**Your objective:** A bare number is required: the count of lines in the material below that hold the word "tight".
Available records below:
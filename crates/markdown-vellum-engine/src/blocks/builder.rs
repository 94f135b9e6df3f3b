use xi_rope::Rope;

use crate::inline::{parse_inline, InlineContent};
use crate::source::{slice_to_string, Span};

use super::classify::{LineClass, LinePos};
use super::kinds::{
    AtxHeading, BlockQuote, CodeFence, FootnoteDef, HtmlBlockEnd, HtmlBlockStart, ListMarker,
    RefDefLine, SetextUnderline, TableRow, ThematicBreakLine,
};
use super::types::{Alignment, Block, BlockKind, HeadingStyle, ListData, ListItem, TableCell, TableData};

/// State machine that turns classified lines into the block tree.
///
/// The open stack holds the document, currently open containers (block
/// quotes, list items, footnote definitions) and at most one open leaf on
/// top. Each line first matches container continuation prefixes, then feeds
/// the open leaf or opens new blocks. Every byte of input ends up inside
/// some block's span; blank lines that no container claims accumulate into
/// `BlankLines` nodes so the top-level spans tile the source.
pub struct BlockBuilder<'a> {
    rope: &'a Rope,
    open: Vec<OpenBlock>,
    /// Blank-line spans seen since the last content line, not yet
    /// attributed to a block.
    pending_blanks: Vec<Span>,
}

struct OpenBlock {
    kind: OpenKind,
    start: usize,
    end: usize,
    children: Vec<Block>,
    /// A blank line occurred while this list item was open.
    had_blank: bool,
    /// A blank line occurred after this block's trailing list child.
    list_blank_between: bool,
}

enum OpenKind {
    Document,
    BlockQuote,
    ListItem {
        marker: ListMarker,
        content_col: usize,
        started_blank: bool,
        checked: Option<bool>,
    },
    FootnoteDef {
        label: String,
    },
    Paragraph {
        lines: Vec<Span>,
    },
    FencedCode {
        fence_char: u8,
        fence_len: usize,
        indent: usize,
        info: Span,
        body: Vec<Span>,
        closed: bool,
    },
    IndentedCode {
        body: Vec<Span>,
    },
    HtmlBlock {
        end: HtmlBlockEnd,
        lines: Vec<Span>,
    },
    Table {
        alignments: Vec<Alignment>,
        header: Vec<Span>,
        rows: Vec<Vec<Span>>,
    },
}

impl OpenKind {
    fn is_leaf(&self) -> bool {
        matches!(
            self,
            OpenKind::Paragraph { .. }
                | OpenKind::FencedCode { .. }
                | OpenKind::IndentedCode { .. }
                | OpenKind::HtmlBlock { .. }
                | OpenKind::Table { .. }
        )
    }
}

impl OpenBlock {
    fn new(kind: OpenKind, start: usize) -> Self {
        Self {
            kind,
            start,
            end: start,
            children: Vec::new(),
            had_blank: false,
            list_blank_between: false,
        }
    }
}
//! External AST projection in the mdast shape: a discriminated record with
//! a `type` tag per node, `children` arrays, and an optional `position`
//! carrying `{start, end}` byte offsets.
//!
//! The internal CST is a superset; this projection drops CST-only metadata
//! (blank-line nodes, marker characters, fence lengths) but keeps spans.

use serde::Serialize;

use crate::blocks::{Alignment, Block, BlockKind, ListData};
use crate::document::Document;
use crate::inline::{Inline, InlineKind};
use crate::source::{slice_to_string, Span};

#[derive(Debug, Clone, Copy, PartialEq, Eq, Serialize)]
pub struct Position {
    pub start: usize,
    pub end: usize,
}

impl From<Span> for Position {
    fn from(sp: Span) -> Self {
        Self {
            start: sp.start,
            end: sp.end,
        }
    }
}

/// One node of the external AST. Unused fields are omitted from the
/// serialized form.
#[derive(Debug, Clone, PartialEq, Serialize, Default)]
pub struct MdastNode {
    #[serde(rename = "type")]
    pub kind: String,
    #[serde(skip_serializing_if = "Option::is_none")]
    pub children: Option<Vec<MdastNode>>,
    #[serde(skip_serializing_if = "Option::is_none")]
    pub value: Option<String>,
    #[serde(skip_serializing_if = "Option::is_none")]
    pub depth: Option<u8>,
    #[serde(skip_serializing_if = "Option::is_none")]
    pub ordered: Option<bool>,
    #[serde(skip_serializing_if = "Option::is_none")]
    pub start: Option<u32>,
    #[serde(skip_serializing_if = "Option::is_none")]
    pub spread: Option<bool>,
    #[serde(skip_serializing_if = "Option::is_none")]
    pub checked: Option<bool>,
    #[serde(skip_serializing_if = "Option::is_none")]
    pub url: Option<String>,
    #[serde(skip_serializing_if = "Option::is_none")]
    pub title: Option<String>,
    #[serde(skip_serializing_if = "Option::is_none")]
    pub alt: Option<String>,
    #[serde(skip_serializing_if = "Option::is_none")]
    pub lang: Option<String>,
    #[serde(skip_serializing_if = "Option::is_none")]
    pub identifier: Option<String>,
    #[serde(skip_serializing_if = "Option::is_none")]
    pub align: Option<Vec<Option<String>>>,
    #[serde(skip_serializing_if = "Option::is_none")]
    pub position: Option<Position>,
}

impl MdastNode {
    fn new(kind: &str, span: Span) -> Self {
        Self {
            kind: kind.to_string(),
            position: Some(span.into()),
            ..Default::default()
        }
    }
}

/// Projects a document into the mdast shape.
pub fn to_mdast(doc: &Document) -> MdastNode {
    let mut root = MdastNode::new("root", doc.span);
    root.children = Some(
        doc.blocks
            .iter()
            .filter_map(|b| block_to_mdast(doc, b))
            .collect(),
    );
    root
}

fn block_to_mdast(doc: &Document, block: &Block) -> Option<MdastNode> {
    let node = match &block.kind {
        BlockKind::BlankLines { .. } => return None,
        BlockKind::Paragraph { inlines } => {
            let mut n = MdastNode::new("paragraph", block.span);
            n.children = Some(inlines_to_mdast(doc, inlines));
            n
        }
        BlockKind::Heading {
            level,
            style: _,
            inlines,
        } => {
            let mut n = MdastNode::new("heading", block.span);
            n.depth = Some(*level);
            n.children = Some(inlines_to_mdast(doc, inlines));
            n
        }
        BlockKind::FencedCode { info, body, .. } => {
            let mut n = MdastNode::new("code", block.span);
            let info_text = slice_to_string(doc.source(), *info);
            let lang = info_text.split_whitespace().next().unwrap_or("");
            if !lang.is_empty() {
                n.lang = Some(lang.to_string());
            }
            n.value = Some(body_value(doc, body));
            n
        }
        BlockKind::IndentedCode { body } => {
            let mut n = MdastNode::new("code", block.span);
            n.value = Some(body_value(doc, body));
            n
        }
        BlockKind::ThematicBreak { .. } => MdastNode::new("thematicBreak", block.span),
        BlockKind::BlockQuote { children } => {
            let mut n = MdastNode::new("blockquote", block.span);
            n.children = Some(
                children
                    .iter()
                    .filter_map(|b| block_to_mdast(doc, b))
                    .collect(),
            );
            n
        }
        BlockKind::List(data) => list_to_mdast(doc, block.span, data),
        BlockKind::HtmlBlock { lines } => {
            let mut n = MdastNode::new("html", block.span);
            n.value = Some(body_value(doc, lines).trim_end().to_string());
            n
        }
        BlockKind::LinkRefDef { label, dest, title } => {
            let mut n = MdastNode::new("definition", block.span);
            n.identifier = Some(crate::render::normalize_label(&slice_to_string(
                doc.source(),
                *label,
            )));
            n.url = Some(dest.clone());
            n.title = title.clone();
            n
        }
        BlockKind::Table(data) => {
            let mut n = MdastNode::new("table", block.span);
            n.align = Some(
                data.alignments
                    .iter()
                    .map(|a| match a {
                        Alignment::None => None,
                        Alignment::Left => Some("left".to_string()),
                        Alignment::Center => Some("center".to_string()),
                        Alignment::Right => Some("right".to_string()),
                    })
                    .collect(),
            );
            let mut rows = Vec::with_capacity(data.rows.len() + 1);
            let mut header_row = MdastNode::new("tableRow", block.span);
            header_row.children = Some(
                data.header
                    .iter()
                    .map(|cell| {
                        let mut c = MdastNode::new("tableCell", cell.span);
                        c.children = Some(inlines_to_mdast(doc, &cell.inlines));
                        c
                    })
                    .collect(),
            );
            rows.push(header_row);
            for row in &data.rows {
                let row_span = Span::new(
                    row.first().map(|c| c.span.start).unwrap_or(block.span.start),
                    row.last().map(|c| c.span.end).unwrap_or(block.span.end),
                );
                let mut r = MdastNode::new("tableRow", row_span);
                r.children = Some(
                    row.iter()
                        .map(|cell| {
                            let mut c = MdastNode::new("tableCell", cell.span);
                            c.children = Some(inlines_to_mdast(doc, &cell.inlines));
                            c
                        })
                        .collect(),
                );
                rows.push(r);
            }
            n.children = Some(rows);
            n
        }
        BlockKind::FootnoteDefinition { label, children } => {
            let mut n = MdastNode::new("footnoteDefinition", block.span);
            n.identifier = Some(label.clone());
            n.children = Some(
                children
                    .iter()
                    .filter_map(|b| block_to_mdast(doc, b))
                    .collect(),
            );
            n
        }
    };
    Some(node)
}

fn list_to_mdast(doc: &Document, span: Span, data: &ListData) -> MdastNode {
    let mut n = MdastNode::new("list", span);
    n.ordered = Some(data.ordered);
    if data.ordered {
        n.start = Some(data.start);
    }
    n.spread = Some(!data.tight);
    n.children = Some(
        data.items
            .iter()
            .map(|item| {
                let mut li = MdastNode::new("listItem", item.span);
                li.checked = item.checked;
                li.spread = Some(!data.tight);
                li.children = Some(
                    item.children
                        .iter()
                        .filter_map(|b| block_to_mdast(doc, b))
                        .collect(),
                );
                li
            })
            .collect(),
    );
    n
}

fn body_value(doc: &Document, body: &[Span]) -> String {
    let mut value = String::new();
    for (i, line) in body.iter().enumerate() {
        if i > 0 {
            value.push('\n');
        }
        value.push_str(&slice_to_string(doc.source(), *line));
    }
    value
}

fn inlines_to_mdast(doc: &Document, inlines: &[Inline]) -> Vec<MdastNode> {
    inlines.iter().map(|i| inline_to_mdast(doc, i)).collect()
}

fn inline_to_mdast(doc: &Document, inline: &Inline) -> MdastNode {
    match &inline.kind {
        InlineKind::Text { literal } => {
            let mut n = MdastNode::new("text", inline.span);
            n.value = Some(match literal {
                Some(l) => l.to_string(),
                None => slice_to_string(doc.source(), inline.span),
            });
            n
        }
        InlineKind::SoftBreak | InlineKind::HardBreak => MdastNode::new("break", inline.span),
        InlineKind::Code { literal, .. } => {
            let mut n = MdastNode::new("inlineCode", inline.span);
            n.value = Some(literal.to_string());
            n
        }
        InlineKind::Emphasis { children, .. } => {
            let mut n = MdastNode::new("emphasis", inline.span);
            n.children = Some(inlines_to_mdast(doc, children));
            n
        }
        InlineKind::Strong { children, .. } => {
            let mut n = MdastNode::new("strong", inline.span);
            n.children = Some(inlines_to_mdast(doc, children));
            n
        }
        InlineKind::Strikethrough { children } => {
            let mut n = MdastNode::new("delete", inline.span);
            n.children = Some(inlines_to_mdast(doc, children));
            n
        }
        InlineKind::Link {
            dest,
            title,
            children,
        } => {
            let mut n = MdastNode::new("link", inline.span);
            n.url = Some(dest.clone());
            n.title = title.clone();
            n.children = Some(inlines_to_mdast(doc, children));
            n
        }
        InlineKind::Image {
            dest,
            title,
            children,
        } => {
            let mut n = MdastNode::new("image", inline.span);
            n.url = Some(dest.clone());
            n.title = title.clone();
            let mut alt = String::new();
            for child in children {
                if let InlineKind::Text { literal } = &child.kind {
                    match literal {
                        Some(l) => alt.push_str(l),
                        None => alt.push_str(&slice_to_string(doc.source(), child.span)),
                    }
                }
            }
            n.alt = Some(alt);
            n
        }
        InlineKind::RefLink { label, children } => {
            let mut n = MdastNode::new("linkReference", inline.span);
            n.identifier = Some(label.clone());
            n.children = Some(inlines_to_mdast(doc, children));
            n
        }
        InlineKind::RefImage { label, children } => {
            let mut n = MdastNode::new("imageReference", inline.span);
            n.identifier = Some(label.clone());
            n.children = Some(inlines_to_mdast(doc, children));
            n
        }
        InlineKind::Autolink { url, .. } => {
            let mut n = MdastNode::new("link", inline.span);
            n.url = Some(url.clone());
            let mut text = MdastNode::new("text", inline.span);
            text.value = Some(url.clone());
            n.children = Some(vec![text]);
            n
        }
        InlineKind::HtmlInline { literal } => {
            let mut n = MdastNode::new("html", inline.span);
            n.value = Some(literal.to_string());
            n
        }
        InlineKind::FootnoteReference { label } => {
            let mut n = MdastNode::new("footnoteReference", inline.span);
            n.identifier = Some(label.clone());
            n
        }
    }
}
End of Available records.
**Result below:** 2